### PROBLEM
Find each line in the records below that contains the word "save", and copy it out.

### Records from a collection
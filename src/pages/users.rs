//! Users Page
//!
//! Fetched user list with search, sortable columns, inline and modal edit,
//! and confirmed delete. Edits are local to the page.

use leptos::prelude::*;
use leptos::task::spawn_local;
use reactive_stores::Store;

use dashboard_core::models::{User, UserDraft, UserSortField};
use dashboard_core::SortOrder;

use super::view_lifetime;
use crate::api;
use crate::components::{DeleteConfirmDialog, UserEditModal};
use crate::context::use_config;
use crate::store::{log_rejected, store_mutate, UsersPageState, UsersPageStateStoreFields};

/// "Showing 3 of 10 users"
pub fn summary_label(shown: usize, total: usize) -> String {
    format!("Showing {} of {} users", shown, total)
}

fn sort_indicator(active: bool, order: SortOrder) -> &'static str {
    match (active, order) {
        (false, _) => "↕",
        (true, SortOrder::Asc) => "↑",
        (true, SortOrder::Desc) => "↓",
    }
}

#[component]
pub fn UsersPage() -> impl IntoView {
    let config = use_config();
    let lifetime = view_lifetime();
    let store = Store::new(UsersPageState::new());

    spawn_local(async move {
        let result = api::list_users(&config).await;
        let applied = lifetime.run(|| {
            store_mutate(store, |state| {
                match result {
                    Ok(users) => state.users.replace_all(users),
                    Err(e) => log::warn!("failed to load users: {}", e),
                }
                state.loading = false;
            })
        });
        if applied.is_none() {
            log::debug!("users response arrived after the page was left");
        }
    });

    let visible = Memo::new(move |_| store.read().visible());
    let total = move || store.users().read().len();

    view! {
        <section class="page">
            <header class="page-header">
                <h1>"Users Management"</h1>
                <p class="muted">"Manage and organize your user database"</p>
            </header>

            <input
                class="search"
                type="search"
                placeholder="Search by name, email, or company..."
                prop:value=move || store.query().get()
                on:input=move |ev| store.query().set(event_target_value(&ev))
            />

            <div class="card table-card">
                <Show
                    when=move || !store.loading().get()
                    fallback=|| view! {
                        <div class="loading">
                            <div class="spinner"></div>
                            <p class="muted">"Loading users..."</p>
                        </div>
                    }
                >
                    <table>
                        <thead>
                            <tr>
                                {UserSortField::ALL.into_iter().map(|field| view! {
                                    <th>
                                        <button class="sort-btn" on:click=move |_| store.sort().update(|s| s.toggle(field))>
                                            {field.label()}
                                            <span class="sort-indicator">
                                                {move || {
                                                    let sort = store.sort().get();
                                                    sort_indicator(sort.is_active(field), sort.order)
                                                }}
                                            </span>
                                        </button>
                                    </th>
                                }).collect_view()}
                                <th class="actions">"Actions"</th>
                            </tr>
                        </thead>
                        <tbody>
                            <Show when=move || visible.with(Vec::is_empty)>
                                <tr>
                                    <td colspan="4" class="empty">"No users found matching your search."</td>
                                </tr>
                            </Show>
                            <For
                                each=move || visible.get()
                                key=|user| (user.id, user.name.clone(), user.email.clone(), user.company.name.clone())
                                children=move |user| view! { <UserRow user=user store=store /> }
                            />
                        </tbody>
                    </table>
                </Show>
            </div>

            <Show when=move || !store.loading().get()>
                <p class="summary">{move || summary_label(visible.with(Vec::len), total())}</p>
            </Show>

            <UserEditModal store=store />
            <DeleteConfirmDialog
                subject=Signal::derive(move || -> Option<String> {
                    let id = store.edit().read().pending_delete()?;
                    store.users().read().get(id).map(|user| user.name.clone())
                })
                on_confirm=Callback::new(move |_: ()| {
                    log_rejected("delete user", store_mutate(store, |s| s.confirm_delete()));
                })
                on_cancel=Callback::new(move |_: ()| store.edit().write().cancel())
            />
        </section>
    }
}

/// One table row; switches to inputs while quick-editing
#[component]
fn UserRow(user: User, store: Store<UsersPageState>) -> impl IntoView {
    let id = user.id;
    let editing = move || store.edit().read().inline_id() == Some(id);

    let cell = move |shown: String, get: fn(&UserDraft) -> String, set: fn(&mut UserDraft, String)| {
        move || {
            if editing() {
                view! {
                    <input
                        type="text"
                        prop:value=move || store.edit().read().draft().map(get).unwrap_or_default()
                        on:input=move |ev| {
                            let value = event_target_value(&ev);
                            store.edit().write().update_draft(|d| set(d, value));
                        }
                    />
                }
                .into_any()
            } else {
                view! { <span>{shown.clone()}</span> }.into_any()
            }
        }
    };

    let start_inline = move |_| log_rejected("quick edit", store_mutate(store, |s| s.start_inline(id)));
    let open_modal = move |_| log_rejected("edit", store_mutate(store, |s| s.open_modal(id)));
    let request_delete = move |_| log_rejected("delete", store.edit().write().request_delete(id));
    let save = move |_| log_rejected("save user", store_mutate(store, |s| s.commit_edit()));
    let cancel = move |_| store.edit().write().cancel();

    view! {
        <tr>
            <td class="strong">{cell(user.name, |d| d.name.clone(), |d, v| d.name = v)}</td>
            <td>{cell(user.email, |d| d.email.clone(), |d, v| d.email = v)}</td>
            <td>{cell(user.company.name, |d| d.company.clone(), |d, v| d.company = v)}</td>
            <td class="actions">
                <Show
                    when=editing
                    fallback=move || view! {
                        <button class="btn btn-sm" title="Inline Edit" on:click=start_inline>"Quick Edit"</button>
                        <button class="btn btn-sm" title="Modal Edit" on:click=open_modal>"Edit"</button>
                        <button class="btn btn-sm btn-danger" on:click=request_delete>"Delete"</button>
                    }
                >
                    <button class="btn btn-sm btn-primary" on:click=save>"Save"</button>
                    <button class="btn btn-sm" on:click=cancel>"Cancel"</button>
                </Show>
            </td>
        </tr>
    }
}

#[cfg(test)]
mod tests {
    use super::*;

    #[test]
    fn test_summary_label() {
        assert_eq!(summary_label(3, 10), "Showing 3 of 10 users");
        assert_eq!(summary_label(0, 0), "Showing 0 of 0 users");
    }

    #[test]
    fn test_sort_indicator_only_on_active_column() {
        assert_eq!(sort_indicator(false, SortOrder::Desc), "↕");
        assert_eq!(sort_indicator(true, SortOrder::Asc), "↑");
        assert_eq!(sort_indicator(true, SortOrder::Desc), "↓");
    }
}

...

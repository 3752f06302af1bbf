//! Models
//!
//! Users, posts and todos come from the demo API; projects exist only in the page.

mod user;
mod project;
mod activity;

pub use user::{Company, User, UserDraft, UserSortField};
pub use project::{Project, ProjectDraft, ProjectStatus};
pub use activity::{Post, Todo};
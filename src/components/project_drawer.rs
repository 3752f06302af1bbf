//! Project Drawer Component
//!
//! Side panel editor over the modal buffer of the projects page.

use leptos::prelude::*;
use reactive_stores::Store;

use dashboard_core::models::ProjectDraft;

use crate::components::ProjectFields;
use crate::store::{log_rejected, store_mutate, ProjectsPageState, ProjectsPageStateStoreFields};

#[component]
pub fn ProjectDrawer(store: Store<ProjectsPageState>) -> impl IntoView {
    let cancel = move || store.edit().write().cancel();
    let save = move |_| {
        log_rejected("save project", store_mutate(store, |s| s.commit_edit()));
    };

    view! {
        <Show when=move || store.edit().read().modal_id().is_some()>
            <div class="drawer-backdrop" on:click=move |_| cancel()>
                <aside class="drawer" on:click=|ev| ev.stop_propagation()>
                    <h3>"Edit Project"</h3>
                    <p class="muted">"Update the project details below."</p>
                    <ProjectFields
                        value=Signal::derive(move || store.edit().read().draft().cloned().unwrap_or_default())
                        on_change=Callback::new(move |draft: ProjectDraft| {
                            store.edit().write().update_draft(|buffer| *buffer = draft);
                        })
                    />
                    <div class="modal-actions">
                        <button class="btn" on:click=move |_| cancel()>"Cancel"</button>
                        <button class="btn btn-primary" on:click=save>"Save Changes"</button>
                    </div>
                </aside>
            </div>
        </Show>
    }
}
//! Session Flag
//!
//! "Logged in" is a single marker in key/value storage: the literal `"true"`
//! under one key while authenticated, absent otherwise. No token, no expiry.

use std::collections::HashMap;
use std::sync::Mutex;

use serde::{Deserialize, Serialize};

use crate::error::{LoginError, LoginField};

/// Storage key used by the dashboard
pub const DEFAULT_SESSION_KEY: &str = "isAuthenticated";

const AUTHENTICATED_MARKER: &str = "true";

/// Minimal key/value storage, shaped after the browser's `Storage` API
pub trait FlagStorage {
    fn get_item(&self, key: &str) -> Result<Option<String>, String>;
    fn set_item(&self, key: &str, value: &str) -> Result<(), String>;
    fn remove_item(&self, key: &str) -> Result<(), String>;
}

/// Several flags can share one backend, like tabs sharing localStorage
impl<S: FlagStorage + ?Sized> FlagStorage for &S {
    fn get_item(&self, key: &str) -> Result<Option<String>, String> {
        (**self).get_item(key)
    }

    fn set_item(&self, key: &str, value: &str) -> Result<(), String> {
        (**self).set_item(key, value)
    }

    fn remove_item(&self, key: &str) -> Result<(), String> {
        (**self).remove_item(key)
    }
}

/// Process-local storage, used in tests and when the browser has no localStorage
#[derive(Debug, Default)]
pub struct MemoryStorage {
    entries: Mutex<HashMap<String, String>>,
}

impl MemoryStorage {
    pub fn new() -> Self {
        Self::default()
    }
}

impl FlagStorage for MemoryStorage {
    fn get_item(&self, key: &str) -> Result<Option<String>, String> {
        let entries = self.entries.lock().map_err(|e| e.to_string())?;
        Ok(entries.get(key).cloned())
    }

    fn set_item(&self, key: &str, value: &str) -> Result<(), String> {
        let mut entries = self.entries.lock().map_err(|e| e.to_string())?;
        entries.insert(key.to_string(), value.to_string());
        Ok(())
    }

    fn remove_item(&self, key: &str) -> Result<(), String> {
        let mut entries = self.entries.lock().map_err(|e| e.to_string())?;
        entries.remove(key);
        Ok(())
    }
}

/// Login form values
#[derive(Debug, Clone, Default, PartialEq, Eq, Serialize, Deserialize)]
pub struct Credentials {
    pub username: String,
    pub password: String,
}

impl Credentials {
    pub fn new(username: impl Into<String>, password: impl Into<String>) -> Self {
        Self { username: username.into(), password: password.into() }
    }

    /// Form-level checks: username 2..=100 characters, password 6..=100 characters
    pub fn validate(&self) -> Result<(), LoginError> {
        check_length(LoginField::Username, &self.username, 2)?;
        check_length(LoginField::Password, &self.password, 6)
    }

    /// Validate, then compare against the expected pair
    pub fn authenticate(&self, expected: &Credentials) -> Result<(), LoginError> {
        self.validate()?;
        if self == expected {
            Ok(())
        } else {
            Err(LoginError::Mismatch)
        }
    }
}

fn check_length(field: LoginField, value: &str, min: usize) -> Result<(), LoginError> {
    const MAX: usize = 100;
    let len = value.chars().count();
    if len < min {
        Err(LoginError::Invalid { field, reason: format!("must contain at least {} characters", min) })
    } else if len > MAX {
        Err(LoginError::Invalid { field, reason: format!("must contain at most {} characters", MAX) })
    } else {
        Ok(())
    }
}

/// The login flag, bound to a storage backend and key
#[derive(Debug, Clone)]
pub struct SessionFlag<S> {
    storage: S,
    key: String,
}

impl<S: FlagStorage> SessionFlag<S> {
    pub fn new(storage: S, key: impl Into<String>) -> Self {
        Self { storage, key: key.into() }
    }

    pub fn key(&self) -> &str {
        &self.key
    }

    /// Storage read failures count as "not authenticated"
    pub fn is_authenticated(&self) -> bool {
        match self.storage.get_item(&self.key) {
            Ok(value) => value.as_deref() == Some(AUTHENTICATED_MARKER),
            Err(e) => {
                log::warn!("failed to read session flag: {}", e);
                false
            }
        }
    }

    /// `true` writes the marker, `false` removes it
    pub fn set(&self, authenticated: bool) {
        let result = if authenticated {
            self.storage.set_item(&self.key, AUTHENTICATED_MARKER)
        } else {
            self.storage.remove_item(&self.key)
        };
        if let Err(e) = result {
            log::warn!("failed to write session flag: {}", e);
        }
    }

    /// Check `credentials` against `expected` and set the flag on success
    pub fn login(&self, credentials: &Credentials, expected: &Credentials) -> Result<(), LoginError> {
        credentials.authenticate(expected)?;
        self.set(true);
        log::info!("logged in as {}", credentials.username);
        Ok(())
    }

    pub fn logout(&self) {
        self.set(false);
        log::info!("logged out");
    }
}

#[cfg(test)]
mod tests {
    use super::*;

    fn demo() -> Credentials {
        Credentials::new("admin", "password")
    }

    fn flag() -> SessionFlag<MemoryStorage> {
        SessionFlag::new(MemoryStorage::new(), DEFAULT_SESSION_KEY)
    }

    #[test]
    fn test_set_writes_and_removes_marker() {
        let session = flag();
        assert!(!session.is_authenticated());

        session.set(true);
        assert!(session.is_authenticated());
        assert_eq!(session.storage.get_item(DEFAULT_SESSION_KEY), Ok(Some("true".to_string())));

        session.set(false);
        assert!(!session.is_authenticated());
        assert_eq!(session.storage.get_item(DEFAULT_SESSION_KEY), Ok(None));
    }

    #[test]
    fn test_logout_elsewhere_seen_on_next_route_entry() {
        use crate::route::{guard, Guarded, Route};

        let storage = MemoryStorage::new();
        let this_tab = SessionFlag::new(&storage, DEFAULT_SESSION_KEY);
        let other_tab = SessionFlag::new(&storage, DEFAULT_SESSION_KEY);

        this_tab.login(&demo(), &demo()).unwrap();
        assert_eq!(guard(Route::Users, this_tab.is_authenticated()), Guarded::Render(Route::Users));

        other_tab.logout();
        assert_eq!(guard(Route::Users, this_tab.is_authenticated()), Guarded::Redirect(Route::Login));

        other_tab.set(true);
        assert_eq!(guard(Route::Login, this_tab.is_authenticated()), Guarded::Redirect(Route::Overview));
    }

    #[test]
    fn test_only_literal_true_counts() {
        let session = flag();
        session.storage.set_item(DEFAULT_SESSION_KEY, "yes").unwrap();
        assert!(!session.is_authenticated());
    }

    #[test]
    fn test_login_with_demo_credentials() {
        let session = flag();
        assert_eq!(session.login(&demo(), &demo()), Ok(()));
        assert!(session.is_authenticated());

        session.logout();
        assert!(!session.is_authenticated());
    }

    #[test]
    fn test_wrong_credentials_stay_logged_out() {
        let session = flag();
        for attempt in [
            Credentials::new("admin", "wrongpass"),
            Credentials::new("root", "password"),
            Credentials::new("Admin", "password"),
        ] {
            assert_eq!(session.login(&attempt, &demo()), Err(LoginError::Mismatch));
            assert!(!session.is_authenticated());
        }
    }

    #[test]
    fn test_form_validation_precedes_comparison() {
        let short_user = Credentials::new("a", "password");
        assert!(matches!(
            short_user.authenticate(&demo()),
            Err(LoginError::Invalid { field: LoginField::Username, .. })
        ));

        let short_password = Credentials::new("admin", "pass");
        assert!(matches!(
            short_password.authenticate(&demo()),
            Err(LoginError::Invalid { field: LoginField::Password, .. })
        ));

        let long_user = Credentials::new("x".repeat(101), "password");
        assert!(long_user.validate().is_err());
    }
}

...

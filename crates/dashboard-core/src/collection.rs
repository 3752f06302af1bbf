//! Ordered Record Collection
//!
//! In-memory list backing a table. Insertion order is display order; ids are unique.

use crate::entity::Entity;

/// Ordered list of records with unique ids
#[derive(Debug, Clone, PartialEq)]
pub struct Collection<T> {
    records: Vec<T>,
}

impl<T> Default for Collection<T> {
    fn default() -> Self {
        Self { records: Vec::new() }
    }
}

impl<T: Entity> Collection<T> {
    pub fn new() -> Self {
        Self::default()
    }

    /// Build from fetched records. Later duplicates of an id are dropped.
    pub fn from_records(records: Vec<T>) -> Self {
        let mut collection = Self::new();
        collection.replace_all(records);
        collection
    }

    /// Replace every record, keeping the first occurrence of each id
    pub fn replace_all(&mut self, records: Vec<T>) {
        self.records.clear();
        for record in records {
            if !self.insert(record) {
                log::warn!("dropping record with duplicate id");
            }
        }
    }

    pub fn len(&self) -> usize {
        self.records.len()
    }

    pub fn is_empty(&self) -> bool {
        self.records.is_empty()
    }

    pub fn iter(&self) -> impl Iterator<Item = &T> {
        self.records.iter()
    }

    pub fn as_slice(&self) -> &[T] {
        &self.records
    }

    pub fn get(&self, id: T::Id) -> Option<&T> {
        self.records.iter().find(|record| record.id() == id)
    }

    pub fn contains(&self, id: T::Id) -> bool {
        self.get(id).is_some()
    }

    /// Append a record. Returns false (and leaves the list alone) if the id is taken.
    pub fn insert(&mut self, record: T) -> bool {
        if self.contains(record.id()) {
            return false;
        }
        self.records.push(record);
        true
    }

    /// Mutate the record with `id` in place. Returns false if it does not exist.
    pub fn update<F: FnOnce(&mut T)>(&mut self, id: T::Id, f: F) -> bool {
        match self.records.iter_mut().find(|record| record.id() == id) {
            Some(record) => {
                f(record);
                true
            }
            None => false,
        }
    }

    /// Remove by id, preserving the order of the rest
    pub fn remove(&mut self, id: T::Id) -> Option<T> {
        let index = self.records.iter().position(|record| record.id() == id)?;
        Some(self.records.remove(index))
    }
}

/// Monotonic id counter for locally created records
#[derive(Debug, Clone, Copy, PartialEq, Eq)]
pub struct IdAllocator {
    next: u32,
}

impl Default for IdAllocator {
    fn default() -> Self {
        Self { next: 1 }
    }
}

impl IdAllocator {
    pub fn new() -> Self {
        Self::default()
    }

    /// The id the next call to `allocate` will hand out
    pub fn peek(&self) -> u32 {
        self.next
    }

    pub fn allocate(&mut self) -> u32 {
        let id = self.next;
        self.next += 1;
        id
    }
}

### WRITTEN REPLY
    let save = move |_| log_rejected("save user", store_mutate(store, |s| s.commit_edit()));
                    <button class="btn btn-sm btn-primary" on:click=save>"Save"</button>
    let save = move |_| {
        log_rejected("save project", store_mutate(store, |s| s.commit_edit()));
                        <button class="btn btn-primary" on:click=save>"Save Changes"</button>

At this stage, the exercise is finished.